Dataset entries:
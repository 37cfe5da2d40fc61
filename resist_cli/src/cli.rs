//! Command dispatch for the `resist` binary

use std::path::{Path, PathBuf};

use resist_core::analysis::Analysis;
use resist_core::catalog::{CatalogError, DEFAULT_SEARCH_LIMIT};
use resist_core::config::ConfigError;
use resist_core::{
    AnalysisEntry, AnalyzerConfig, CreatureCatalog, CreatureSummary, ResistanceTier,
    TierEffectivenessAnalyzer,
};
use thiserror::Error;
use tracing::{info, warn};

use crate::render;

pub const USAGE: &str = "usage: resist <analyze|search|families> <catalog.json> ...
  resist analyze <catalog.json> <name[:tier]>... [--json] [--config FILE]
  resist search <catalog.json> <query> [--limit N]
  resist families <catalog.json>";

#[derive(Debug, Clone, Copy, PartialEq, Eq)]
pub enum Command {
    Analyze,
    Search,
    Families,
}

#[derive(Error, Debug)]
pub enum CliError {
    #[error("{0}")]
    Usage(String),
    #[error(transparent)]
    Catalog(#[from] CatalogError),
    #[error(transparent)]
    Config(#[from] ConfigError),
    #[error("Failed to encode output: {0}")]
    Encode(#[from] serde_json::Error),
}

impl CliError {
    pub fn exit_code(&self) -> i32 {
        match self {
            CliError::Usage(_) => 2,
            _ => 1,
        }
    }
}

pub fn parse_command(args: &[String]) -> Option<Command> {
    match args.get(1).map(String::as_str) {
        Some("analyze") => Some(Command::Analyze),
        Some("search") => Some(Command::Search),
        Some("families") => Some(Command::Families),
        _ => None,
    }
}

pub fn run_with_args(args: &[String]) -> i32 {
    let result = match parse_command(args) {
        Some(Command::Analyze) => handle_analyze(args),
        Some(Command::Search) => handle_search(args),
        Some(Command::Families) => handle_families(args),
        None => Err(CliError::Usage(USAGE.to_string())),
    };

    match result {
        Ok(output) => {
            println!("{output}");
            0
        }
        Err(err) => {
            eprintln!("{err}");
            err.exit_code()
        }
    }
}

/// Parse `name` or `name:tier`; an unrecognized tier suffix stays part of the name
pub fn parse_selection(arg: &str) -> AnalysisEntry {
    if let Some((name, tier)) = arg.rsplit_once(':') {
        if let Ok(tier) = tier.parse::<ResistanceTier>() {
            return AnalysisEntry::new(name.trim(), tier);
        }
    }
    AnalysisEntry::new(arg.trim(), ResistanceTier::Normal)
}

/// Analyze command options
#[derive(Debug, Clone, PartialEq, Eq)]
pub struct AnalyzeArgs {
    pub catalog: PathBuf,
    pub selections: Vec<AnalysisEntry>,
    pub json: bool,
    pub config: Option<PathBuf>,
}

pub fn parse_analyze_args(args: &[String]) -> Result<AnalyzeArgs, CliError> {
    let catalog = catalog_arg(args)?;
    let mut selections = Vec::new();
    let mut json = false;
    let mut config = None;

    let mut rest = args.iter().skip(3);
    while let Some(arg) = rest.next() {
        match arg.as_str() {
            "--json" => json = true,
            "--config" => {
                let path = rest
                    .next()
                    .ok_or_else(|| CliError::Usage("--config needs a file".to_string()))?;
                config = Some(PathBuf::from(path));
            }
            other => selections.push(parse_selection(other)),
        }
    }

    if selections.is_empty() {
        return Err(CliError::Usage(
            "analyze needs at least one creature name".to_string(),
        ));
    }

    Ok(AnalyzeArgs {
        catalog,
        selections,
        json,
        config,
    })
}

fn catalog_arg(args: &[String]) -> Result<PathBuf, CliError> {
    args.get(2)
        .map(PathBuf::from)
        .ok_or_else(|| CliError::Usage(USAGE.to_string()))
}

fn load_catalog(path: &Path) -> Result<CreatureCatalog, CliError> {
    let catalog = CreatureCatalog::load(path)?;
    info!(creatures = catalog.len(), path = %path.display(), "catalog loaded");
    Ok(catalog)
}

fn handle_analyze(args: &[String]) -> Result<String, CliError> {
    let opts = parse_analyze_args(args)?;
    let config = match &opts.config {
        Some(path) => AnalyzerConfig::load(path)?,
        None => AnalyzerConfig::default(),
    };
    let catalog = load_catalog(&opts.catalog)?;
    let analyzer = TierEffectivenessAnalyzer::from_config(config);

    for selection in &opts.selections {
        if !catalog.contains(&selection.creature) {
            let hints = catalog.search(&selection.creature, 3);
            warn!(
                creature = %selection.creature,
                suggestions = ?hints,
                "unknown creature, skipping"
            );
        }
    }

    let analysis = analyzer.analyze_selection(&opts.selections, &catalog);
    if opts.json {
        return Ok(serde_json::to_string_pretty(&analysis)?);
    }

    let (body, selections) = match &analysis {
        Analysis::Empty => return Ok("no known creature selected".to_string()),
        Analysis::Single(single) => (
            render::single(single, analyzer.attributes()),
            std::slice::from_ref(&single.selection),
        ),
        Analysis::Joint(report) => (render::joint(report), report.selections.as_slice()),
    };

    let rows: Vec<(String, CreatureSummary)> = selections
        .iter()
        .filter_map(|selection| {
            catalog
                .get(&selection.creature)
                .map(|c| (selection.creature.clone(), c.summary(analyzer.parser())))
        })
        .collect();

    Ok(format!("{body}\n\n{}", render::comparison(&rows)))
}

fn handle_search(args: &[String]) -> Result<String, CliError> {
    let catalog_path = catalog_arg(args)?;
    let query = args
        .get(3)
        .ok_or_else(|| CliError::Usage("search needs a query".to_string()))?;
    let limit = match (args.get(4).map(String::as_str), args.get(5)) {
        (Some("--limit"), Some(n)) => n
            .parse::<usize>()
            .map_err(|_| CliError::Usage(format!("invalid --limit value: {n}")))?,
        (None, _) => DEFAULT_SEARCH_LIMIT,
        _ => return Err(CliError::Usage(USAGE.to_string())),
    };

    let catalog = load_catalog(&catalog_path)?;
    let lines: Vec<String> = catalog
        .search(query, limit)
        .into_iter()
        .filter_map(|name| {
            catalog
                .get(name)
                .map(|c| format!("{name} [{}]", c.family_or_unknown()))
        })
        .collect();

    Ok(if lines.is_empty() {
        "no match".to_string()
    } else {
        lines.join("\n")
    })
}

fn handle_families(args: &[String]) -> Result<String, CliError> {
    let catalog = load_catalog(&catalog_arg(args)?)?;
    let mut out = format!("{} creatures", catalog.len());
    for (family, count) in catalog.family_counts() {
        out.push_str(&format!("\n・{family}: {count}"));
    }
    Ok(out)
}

TASK REQUIREMENTS: Would you transcribe all of the data, keeping each line exact?

RESPONSE TO THIS EXERCISE:
repository 37cfe5da2d40fc61
filename resist_cli/src/cli.rs
//! Command dispatch for the `resist` binary

use std::path::{Path, PathBuf};

use resist_core::analysis::Analysis;
use resist_core::catalog::{CatalogError, DEFAULT_SEARCH_LIMIT};
use resist_core::config::ConfigError;
use resist_core::{
    AnalysisEntry, AnalyzerConfig, CreatureCatalog, CreatureSummary, ResistanceTier,
    TierEffectivenessAnalyzer,
};
use thiserror::Error;
use tracing::{info, warn};

use crate::render;

pub const USAGE: &str = "usage: resist <analyze|search|families> <catalog.json> ...
  resist analyze <catalog.json> <name[:tier]>... [--json] [--config FILE]
  resist search <catalog.json> <query> [--limit N]
  resist families <catalog.json>";

#[derive(Debug, Clone, Copy, PartialEq, Eq)]
pub enum Command {
    Analyze,
    Search,
    Families,
}

#[derive(Error, Debug)]
pub enum CliError {
    #[error("{0}")]
    Usage(String),
    #[error(transparent)]
    Catalog(#[from] CatalogError),
    #[error(transparent)]
    Config(#[from] ConfigError),
    #[error("Failed to encode output: {0}")]
    Encode(#[from] serde_json::Error),
}

impl CliError {
    pub fn exit_code(&self) -> i32 {
        match self {
            CliError::Usage(_) => 2,
            _ => 1,
        }
    }
}

pub fn parse_command(args: &[String]) -> Option<Command> {
    match args.get(1).map(String::as_str) {
        Some("analyze") => Some(Command::Analyze),
        Some("search") => Some(Command::Search),
        Some("families") => Some(Command::Families),
        _ => None,
    }
}

pub fn run_with_args(args: &[String]) -> i32 {
    let result = match parse_command(args) {
        Some(Command::Analyze) => handle_analyze(args),
        Some(Command::Search) => handle_search(args),
        Some(Command::Families) => handle_families(args),
        None => Err(CliError::Usage(USAGE.to_string())),
    };

    match result {
        Ok(output) => {
            println!("{output}");
            0
        }
        Err(err) => {
            eprintln!("{err}");
            err.exit_code()
        }
    }
}

/// Parse `name` or `name:tier`; an unrecognized tier suffix stays part of the name
pub fn parse_selection(arg: &str) -> AnalysisEntry {
    if let Some((name, tier)) = arg.rsplit_once(':') {
        if let Ok(tier) = tier.parse::<ResistanceTier>() {
            return AnalysisEntry::new(name.trim(), tier);
        }
    }
    AnalysisEntry::new(arg.trim(), ResistanceTier::Normal)
}

/// Analyze command options
#[derive(Debug, Clone, PartialEq, Eq)]
pub struct AnalyzeArgs {
    pub catalog: PathBuf,
    pub selections: Vec<AnalysisEntry>,
    pub json: bool,
    pub config: Option<PathBuf>,
}

pub fn parse_analyze_args(args: &[String]) -> Result<AnalyzeArgs, CliError> {
    let catalog = catalog_arg(args)?;
    let mut selections = Vec::new();
    let mut json = false;
    let mut config = None;

    let mut rest = args.iter().skip(3);
    while let Some(arg) = rest.next() {
        match arg.as_str() {
            "--json" => json = true,
            "--config" => {
                let path = rest
                    .next()
                    .ok_or_else(|| CliError::Usage("--config needs a file".to_string()))?;
                config = Some(PathBuf::from(path));
            }
            other => selections.push(parse_selection(other)),
        }
    }

    if selections.is_empty() {
        return Err(CliError::Usage(
            "analyze needs at least one creature name".to_string(),
        ));
    }

    Ok(AnalyzeArgs {
        catalog,
        selections,
        json,
        config,
    })
}

fn catalog_arg(args: &[String]) -> Result<PathBuf, CliError> {
    args.get(2)
        .map(PathBuf::from)
        .ok_or_else(|| CliError::Usage(USAGE.to_string()))
}

fn load_catalog(path: &Path) -> Result<CreatureCatalog, CliError> {
    let catalog = CreatureCatalog::load(path)?;
    info!(creatures = catalog.len(), path = %path.display(), "catalog loaded");
    Ok(catalog)
}

fn handle_analyze(args: &[String]) -> Result<String, CliError> {
    let opts = parse_analyze_args(args)?;
    let config = match &opts.config {
        Some(path) => AnalyzerConfig::load(path)?,
        None => AnalyzerConfig::default(),
    };
    let catalog = load_catalog(&opts.catalog)?;
    let analyzer = TierEffectivenessAnalyzer::from_config(config);

    for selection in &opts.selections {
        if !catalog.contains(&selection.creature) {
            let hints = catalog.search(&selection.creature, 3);
            warn!(
                creature = %selection.creature,
                suggestions = ?hints,
                "unknown creature, skipping"
            );
        }
    }

    let analysis = analyzer.analyze_selection(&opts.selections, &catalog);
    if opts.json {
        return Ok(serde_json::to_string_pretty(&analysis)?);
    }

    let (body, selections) = match &analysis {
        Analysis::Empty => return Ok("no known creature selected".to_string()),
        Analysis::Single(single) => (
            render::single(single, analyzer.attributes()),
            std::slice::from_ref(&single.selection),
        ),
        Analysis::Joint(report) => (render::joint(report), report.selections.as_slice()),
    };

    let rows: Vec<(String, CreatureSummary)> = selections
        .iter()
        .filter_map(|selection| {
            catalog
                .get(&selection.creature)
                .map(|c| (selection.creature.clone(), c.summary(analyzer.parser())))
        })
        .collect();

    Ok(format!("{body}\n\n{}", render::comparison(&rows)))
}

fn handle_search(args: &[String]) -> Result<String, CliError> {
    let catalog_path = catalog_arg(args)?;
    let query = args
        .get(3)
        .ok_or_else(|| CliError::Usage("search needs a query".to_string()))?;
    let limit = match (args.get(4).map(String::as_str), args.get(5)) {
        (Some("--limit"), Some(n)) => n
            .parse::<usize>()
            .map_err(|_| CliError::Usage(format!("invalid --limit value: {n}")))?,
        (None, _) => DEFAULT_SEARCH_LIMIT,
        _ => return Err(CliError::Usage(USAGE.to_string())),
    };

    let catalog = load_catalog(&catalog_path)?;
    let lines: Vec<String> = catalog
        .search(query, limit)
        .into_iter()
        .filter_map(|name| {
            catalog
                .get(name)
                .map(|c| format!("{name} [{}]", c.family_or_unknown()))
        })
        .collect();

    Ok(if lines.is_empty() {
        "no match".to_string()
    } else {
        lines.join("\n")
    })
}

fn handle_families(args: &[String]) -> Result<String, CliError> {
    let catalog = load_catalog(&catalog_arg(args)?)?;
    let mut out = format!("{} creatures", catalog.len());
    for (family, count) in catalog.family_counts() {
        out.push_str(&format!("\n・{family}: {count}"));
    }
    Ok(out)
}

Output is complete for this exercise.